_Task instructions_.
Find how many lines of the following entries contain "TransportError". Reply with the number alone.

_Source data_.

//! Instrumented fake transport shared by engine and scheduler tests

use std::sync::atomic::{AtomicBool, AtomicUsize, Ordering};
use std::sync::Mutex;
use std::time::Duration;

use async_trait::async_trait;

use super::transport::{DeliveryOutcome, IngestTransport, RecordSubmission, TransportError};

pub(crate) enum FakeBehavior {
    Accept,
    Reject(u16),
    Conflict,
    /// Fail deliveries carrying this fingerprint, accept the rest
    FailHash(String),
}

pub(crate) struct FakeTransport {
    behavior: FakeBehavior,
    healthy: AtomicBool,
    in_flight: AtomicUsize,
    max_in_flight: AtomicUsize,
    delivered: Mutex<Vec<RecordSubmission>>,
    hold: Duration,
}

impl FakeTransport {
    pub(crate) fn new(behavior: FakeBehavior) -> Self {
        Self {
            behavior,
            healthy: AtomicBool::new(true),
            in_flight: AtomicUsize::new(0),
            max_in_flight: AtomicUsize::new(0),
            delivered: Mutex::new(Vec::new()),
            hold: Duration::ZERO,
        }
    }

    /// Keep each delivery in flight for the given duration
    pub(crate) fn with_hold(mut self, hold: Duration) -> Self {
        self.hold = hold;
        self
    }

    pub(crate) fn set_healthy(&self, healthy: bool) {
        self.healthy.store(healthy, Ordering::SeqCst);
    }

    pub(crate) fn max_in_flight(&self) -> usize {
        self.max_in_flight.load(Ordering::SeqCst)
    }

    pub(crate) fn delivered(&self) -> Vec<RecordSubmission> {
        self.delivered.lock().unwrap().clone()
    }
}

#[async_trait]
impl IngestTransport for FakeTransport {
    async fn deliver(
        &self,
        submission: &RecordSubmission,
    ) -> Result<DeliveryOutcome, TransportError> {
        let current = self.in_flight.fetch_add(1, Ordering::SeqCst) + 1;
        self.max_in_flight.fetch_max(current, Ordering::SeqCst);

        if !self.hold.is_zero() {
            tokio::time::sleep(self.hold).await;
        }

        self.in_flight.fetch_sub(1, Ordering::SeqCst);
        self.delivered.lock().unwrap().push(submission.clone());

        match &self.behavior {
            FakeBehavior::Accept => Ok(DeliveryOutcome::Accepted),
            FakeBehavior::Reject(status) => Ok(DeliveryOutcome::Rejected {
                status: *status,
                body: "simulated server error".to_string(),
            }),
            FakeBehavior::Conflict => Ok(DeliveryOutcome::AlreadyExists),
            FakeBehavior::FailHash(hash) => {
                if submission.content_hash == *hash {
                    Err(TransportError::Unreachable(
                        "simulated connection reset".to_string(),
                    ))
                } else {
                    Ok(DeliveryOutcome::Accepted)
                }
            }
        }
    }

    async fn probe_health(&self) -> bool {
        self.healthy.load(Ordering::SeqCst)
    }
}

_Answer to this task_.
3